Cria-se, por uma ficção jurídica, uma nova relação de paternidade e filiação, ficando o adotado vinculado ao adotante definitivamente, sendo desconsideradas as informações obsoletas contidas no registro civil anterior.
Nestes termos, dispõe o artigo 47 do Estatuto da Criança e do Adolescente:
Art. 47. O vínculo da adoção constitui-se por sentença judicial, que será inscrita no registro civil mediante mandado do qual não se fornecerá certidão.
§ 1º A inscrição consignará o nome dos adotantes como pais, bem como o nome de seus ascendentes.
§ 2º O mandado judicial, que será arquivado, cancelará o registro original do adotado.
§ 3º A pedido do adotante, o novo registro poderá ser lavrado no Cartório do Registro Civil do Município de sua residência.
§ 4º Nenhuma observação sobre a origem do ato poderá constar nas certidões do registro.
§ 5º A sentença conferirá ao adotado o nome do adotante e, a pedido de qualquer deles, poderá determinar a modificação do prenome.

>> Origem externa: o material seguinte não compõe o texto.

//! Fuzz target for tree edits.
//!
//! Replays arbitrary insert/delete/tag/mark sequences and runs the
//! consistency checker after each one, then undoes everything.

#![no_main]

use arbitrary::Arbitrary;
use libfuzzer_sys::fuzz_target;
use textbtree::{BTree, Gravity, TextIndex};

#[derive(Arbitrary, Debug)]
enum Op {
    Insert { at: u16, text: String },
    Delete { at: u16, len: u8 },
    Tag { at: u16, len: u8, tag: u8, add: bool },
    Clear { at: u16, len: u8 },
    Mark { at: u16, name: u8, left: bool },
    Elide { tag: u8, elide: Option<bool> },
    Priority { tag: u8, priority: u8 },
}

fn span(tree: &BTree, at: u16, len: u8) -> (TextIndex, TextIndex) {
    let start = usize::from(at) % tree.size_bytes();
    (
        tree.index_at_offset(start),
        tree.index_at_offset(start + usize::from(len)),
    )
}

fuzz_target!(|ops: Vec<Op>| {
    let mut tree = BTree::new();
    let tags: Vec<_> = ["a", "b", "c", "d"].iter().map(|n| tree.create_tag(n)).collect();
    let mut undo = Vec::new();

    for op in ops.into_iter().take(200) {
        match op {
            Op::Insert { at, text } => {
                let text: String = text.chars().take(64).collect();
                let (start, _) = span(&tree, at, 0);
                undo.extend(tree.insert(start, &text));
            }
            Op::Delete { at, len } => {
                let (start, end) = span(&tree, at, len);
                undo.extend(tree.delete(start, end));
            }
            Op::Tag { at, len, tag, add } => {
                let (start, end) = span(&tree, at, len);
                let tag = tags[usize::from(tag) % tags.len()];
                undo.extend(tree.tag(start, end, tag, add).undo);
            }
            Op::Clear { at, len } => {
                let (start, end) = span(&tree, at, len);
                undo.extend(tree.clear_tags(start, end).undo);
            }
            Op::Mark { at, name, left } => {
                let (start, _) = span(&tree, at, 0);
                let gravity = if left { Gravity::Left } else { Gravity::Right };
                let _ = tree.set_mark(&format!("m{}", name % 8), start, gravity);
            }
            Op::Elide { tag, elide } => {
                tree.set_tag_elide(tags[usize::from(tag) % tags.len()], elide);
            }
            Op::Priority { tag, priority } => {
                tree.set_tag_priority(tags[usize::from(tag) % tags.len()], u32::from(priority));
            }
        }
        if let Err(problem) = tree.verify() {
            panic!("inconsistent tree: {problem}\n{}", tree.describe_structure());
        }
    }

    while let Some(token) = undo.pop() {
        tree.perform_undo(token);
    }
    tree.check();
});
impl BTree {
    /// Line record for line `number`, clamped to the sentinel.
    pub(crate) fn line_at(&self, number: usize) -> LineId {
        let mut remaining = number.min(self.line_count() - 1);
        let mut node = self.root;
        loop {
            let n = &self.nodes[node];
            if n.level == 0 {
                let mut line = n.first_line;
                for _ in 0..remaining {
                    line = self.lines[line]
                        .next
                        .unwrap_or_else(|| panic!("line {number} beyond node {node:?}"));
                }
                return line;
            }
            let mut next = None;
            for &child in &n.children {
                let count = self.nodes[child].num_lines;
                if remaining < count {
                    next = Some(child);
                    break;
                }
                remaining -= count;
            }
            node = next.unwrap_or_else(|| panic!("line {number} beyond node {node:?}"));
        }
    }

    /// Zero-based number of `line`.
    pub(crate) fn line_number(&self, line: LineId) -> usize {
        let mut node = self.lines[line].node;
        let mut number = 0;
        let mut cur = self.nodes[node].first_line;
        while cur != line {
            number += 1;
            cur = self.lines[cur]
                .next
                .unwrap_or_else(|| panic!("{line:?} not under its node"));
        }
        while let Some(parent) = self.nodes[node].parent {
            for &child in &self.nodes[parent].children {
                if child == node {
                    break;
                }
                number += self.nodes[child].num_lines;
            }
            node = parent;
        }
        number
    }

    /// Zero-based logical line containing line `number` (clamped).
    #[must_use]
    pub fn logical_line_number(&self, number: usize) -> usize {
        let line = self.line_at(number);
        let mut node = self.lines[line].node;
        let mut count = 0;
        let mut cur = self.nodes[node].first_line;
        loop {
            if self.lines[cur].is_logical() {
                count += 1;
            }
            if cur == line {
                break;
            }
            cur = self.next_line(cur);
        }
        while let Some(parent) = self.nodes[node].parent {
            for &child in &self.nodes[parent].children {
                if child == node {
                    break;
                }
                count += self.nodes[child].num_logical_lines;
            }
            node = parent;
        }
        count.saturating_sub(1)
    }

    /// Line number where logical line `logical` starts, clamped to the
    /// sentinel.
    #[must_use]
    pub fn line_of_logical(&self, logical: usize) -> usize {
        if logical >= self.logical_line_count() {
            return self.line_count() - 1;
        }
        let mut remaining = logical;
        let mut number = 0;
        let mut node = self.root;
        loop {
            let n = &self.nodes[node];
            if n.level == 0 {
                let mut line = n.first_line;
                loop {
                    if self.lines[line].is_logical() {
                        if remaining == 0 {
                            return number;
                        }
                        remaining -= 1;
                    }
                    number += 1;
                    line = self.next_line(line);
                }
            }
            let mut next = None;
            for &child in &n.children {
                let c = &self.nodes[child];
                if remaining < c.num_logical_lines {
                    next = Some(child);
                    break;
                }
                remaining -= c.num_logical_lines;
                number += c.num_lines;
            }
            node = next.unwrap_or_else(|| panic!("logical line {logical} beyond node {node:?}"));
        }
    }

    /// Byte offset of the start of line `line` from the document start.
    fn line_offset(&self, line: LineId) -> usize {
        let mut node: NodeId = self.lines[line].node;
        let mut offset = 0;
        let mut cur = self.nodes[node].first_line;
        while cur != line {
            offset += self.lines[cur].size;
            cur = self.lines[cur]
                .next
                .unwrap_or_else(|| panic!("{line:?} not under its node"));
        }
        while let Some(parent) = self.nodes[node].parent {
            for &child in &self.nodes[parent].children {
                if child == node {
                    break;
                }
                offset += self.nodes[child].size;
            }
            node = parent;
        }
        offset
    }

    /// Clamp `index` into the document and snap it to a character boundary.
    /// Offsets at or past the end of a line clamp to its newline.
    #[must_use]
    pub fn normalize(&self, index: TextIndex) -> TextIndex {
        let count = self.line_count();
        if index.line >= count {
            return TextIndex::new(count - 1, 0);
        }
        let line = self.line_at(index.line);
        let len = self.lines[line].size;
        let byte = index.byte.min(len - 1);
        TextIndex::new(index.line, self.snap_to_boundary(line, byte))
    }

    fn snap_to_boundary(&self, line: LineId, byte: usize) -> usize {
        match self.locate(line, byte) {
            Some((seg, offset)) => match self.segs[seg].text() {
                Some(text) => {
                    let mut at = offset;
                    while !text.is_char_boundary(at) {
                        at -= 1;
                    }
                    byte - (offset - at)
                }
                None => byte,
            },
            None => byte,
        }
    }

    /// Position of the document's final newline: the last position any
    /// edit may touch.
    #[must_use]
    pub fn end_index(&self) -> TextIndex {
        let count = self.line_count();
        let line = self.line_at(count - 2);
        TextIndex::new(count - 2, self.lines[line].size - 1)
    }

    /// Normalize and clamp `index` to at most [`end_index`](Self::end_index).
    pub(crate) fn clamp_to_end(&self, index: TextIndex) -> TextIndex {
        self.normalize(index).min(self.end_index())
    }

    pub(crate) fn resolve(&self, index: TextIndex) -> (LineId, usize) {
        let index = self.normalize(index);
        (self.line_at(index.line), index.byte)
    }

    /// Index of byte `byte` of `line`.
    pub(crate) fn index_of(&self, line: LineId, byte: usize) -> TextIndex {
        TextIndex::new(self.line_number(line), byte)
    }

    /// Position of the (zero-size or content) segment `seg`.
    pub(crate) fn seg_index(&self, seg: SegId) -> TextIndex {
        let line = self.seg_line(seg);
        self.index_of(line, self.seg_offset(seg))
    }

    /// Byte offset of `seg` within its line.
    pub(crate) fn seg_offset(&self, seg: SegId) -> usize {
        let section = self.section_of(seg);
        let sec = &self.sections[section];
        let mut offset = 0;
        let mut cur = sec.prev;
        while let Some(id) = cur {
            offset += self.sections[id].size;
            cur = self.sections[id].prev;
        }
        let mut s = sec.first;
        while s != seg {
            offset += self.segs[s].size;
            s = self.next_seg(s);
        }
        offset
    }

    /// Absolute byte offset of `index` from the document start.
    #[must_use]
    pub fn offset_of(&self, index: TextIndex) -> usize {
        let (line, byte) = self.resolve(index);
        self.line_offset(line) + byte
    }

    /// Index at absolute byte offset `offset` (clamped to the sentinel).
    #[must_use]
    pub fn index_at_offset(&self, offset: usize) -> TextIndex {
        let mut remaining = offset;
        let mut number = 0;
        let mut node = self.root;
        loop {
            let n = &self.nodes[node];
            if n.level == 0 {
                let mut line = n.first_line;
                for i in 0..n.num_children {
                    let size = self.lines[line].size;
                    if remaining < size || i + 1 == n.num_children {
                        return self.normalize(TextIndex::new(number, remaining));
                    }
                    remaining -= size;
                    number += 1;
                    line = self.next_line(line);
                }
                return TextIndex::new(number, 0);
            }
            let mut next = None;
            let last = n.children.len() - 1;
            for (i, &child) in n.children.iter().enumerate() {
                let child_node = &self.nodes[child];
                if remaining < child_node.size || i == last {
                    next = Some(child);
                    break;
                }
                remaining -= child_node.size;
                number += child_node.num_lines;
            }
            node = next.unwrap_or_else(|| panic!("offset {offset} beyond node {node:?}"));
        }
    }

    /// Move `index` forward by `count` bytes.
    #[must_use]
    pub fn forward(&self, index: TextIndex, count: usize) -> TextIndex {
        self.index_at_offset(self.offset_of(index) + count)
    }

    /// Move `index` backward by `count` bytes.
    #[must_use]
    pub fn backward(&self, index: TextIndex, count: usize) -> TextIndex {
        self.index_at_offset(self.offset_of(index).saturating_sub(count))
    }

    pub(crate) fn next_line(&self, line: LineId) -> LineId {
        self.lines[line]
            .next
            .unwrap_or_else(|| panic!("{line:?} is the last line"))
    }

    /// Content segment containing byte `byte` of `line`, with the offset
    /// into it. `None` past the end of the line.
    pub(crate) fn locate(&self, line: LineId, byte: usize) -> Option<(SegId, usize)> {
        let mut section = self.section_of(self.lines[line].first?);
        let mut base = 0;
        loop {
            let sec = &self.sections[section];
            if byte < base + sec.size {
                break;
            }
            base += sec.size;
            section = sec.next?;
        }
        let mut seg = self.sections[section].first;
        loop {
            let record = &self.segs[seg];
            if byte < base + record.size {
                return Some((seg, byte - base));
            }
            base += record.size;
            seg = record.next?;
        }
    }

    /// Content segment ending exactly at byte `byte` of `line`, splitting a
    /// character segment when `byte` falls inside it. `None` for byte 0.
    pub(crate) fn content_before(&mut self, line: LineId, byte: usize) -> Option<SegId> {
        if byte == 0 {
            return None;
        }
        let (seg, offset) = match self.locate(line, byte) {
            Some(found) => found,
            None => {
                // `byte` is the end of the line: the newline segment.
                let last = self.lines[line].last?;
                return self.prev_content_in_line(Some(last));
            }
        };
        if offset == 0 {
            return self.prev_content_in_line(self.segs[seg].prev);
        }
        Some(self.split_chars(seg, offset))
    }

    /// Nearest content segment at or before `from` within its line.
    fn prev_content_in_line(&self, from: Option<SegId>) -> Option<SegId> {
        let mut cur = from;
        while let Some(seg) = cur {
            if self.segs[seg].is_content() {
                return Some(seg);
            }
            cur = self.segs[seg].prev;
        }
        None
    }

    /// Split the character segment `seg` after `at` bytes. Returns `seg`,
    /// which now ends at the split point.
    pub(crate) fn split_chars(&mut self, seg: SegId, at: usize) -> SegId {
        let line = self.seg_line(seg);
        let tags = self.segs[seg].tags.clone();
        let tail = match &mut self.segs[seg].kind {
            super::SegmentKind::Chars(text) => {
                debug_assert!(text.is_char_boundary(at), "split inside a character");
                text.split_off(at)
            }
            _ => return seg,
        };
        self.set_segment_size(seg, at);
        let tail_seg = self.alloc_chars(&tail, tags);
        self.link_segment(line, Some(seg), tail_seg);
        seg
    }

    /// First content segment of `line`.
    pub(crate) fn first_content(&self, line: LineId) -> SegId {
        self.line_segs(line)
            .find(|&s| self.segs[s].is_content())
            .unwrap_or_else(|| panic!("{line:?} has no content"))
    }

    /// Next content segment in document order.
    pub(crate) fn next_content(&self, seg: SegId) -> Option<SegId> {
        let mut cur = self.segs[seg].next;
        let mut line = self.seg_line(seg);
        loop {
            while let Some(s) = cur {
                if self.segs[s].is_content() {
                    return Some(s);
                }
                cur = self.segs[s].next;
            }
            line = self.lines[line].next?;
            cur = self.lines[line].first;
        }
    }

    /// Previous content segment in document order.
    pub(crate) fn prev_content(&self, seg: SegId) -> Option<SegId> {
        let mut cur = self.segs[seg].prev;
        let mut line = self.seg_line(seg);
        loop {
            while let Some(s) = cur {
                if self.segs[s].is_content() {
                    return Some(s);
                }
                cur = self.segs[s].prev;
            }
            line = self.lines[line].prev?;
            cur = self.lines[line].last;
        }
    }

    /// Segment directly after `seg` in document order, crossing lines.
    pub(crate) fn global_next(&self, seg: SegId) -> Option<SegId> {
        if let Some(next) = self.segs[seg].next {
            return Some(next);
        }
        let line = self.lines[self.seg_line(seg)].next?;
        self.lines[line].first
    }

    /// Segment directly before `seg` in document order, crossing lines.
    pub(crate) fn global_prev(&self, seg: SegId) -> Option<SegId> {
        if let Some(prev) = self.segs[seg].prev {
            return Some(prev);
        }
        let line = self.lines[self.seg_line(seg)].prev?;
        self.lines[line].last
    }

    /// Content segment ending at `index` without splitting: the character
    /// before the position. `None` at the document start.
    pub(crate) fn content_ending_at(&self, line: LineId, byte: usize) -> Option<SegId> {
        if byte == 0 {
            let prev = self.lines[line].prev?;
            return self.prev_content_in_line(self.lines[prev].last);
        }
        self.locate(line, byte - 1).map(|(seg, _)| seg)
    }
}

§ 6º Caso a modificação de prenome seja requerida pelo adotante, é obrigatória a oitiva do adotando, observado o disposto nos §§ 1o e 2o do art. 28 desta Lei.
§ 7 º A adoção produz seus efeitos a partir do trânsito em julgado da sentença constitutiva, exceto na hipótese prevista no § 6o do art. 42 desta Lei, caso em que terá força retroativa à data do óbito.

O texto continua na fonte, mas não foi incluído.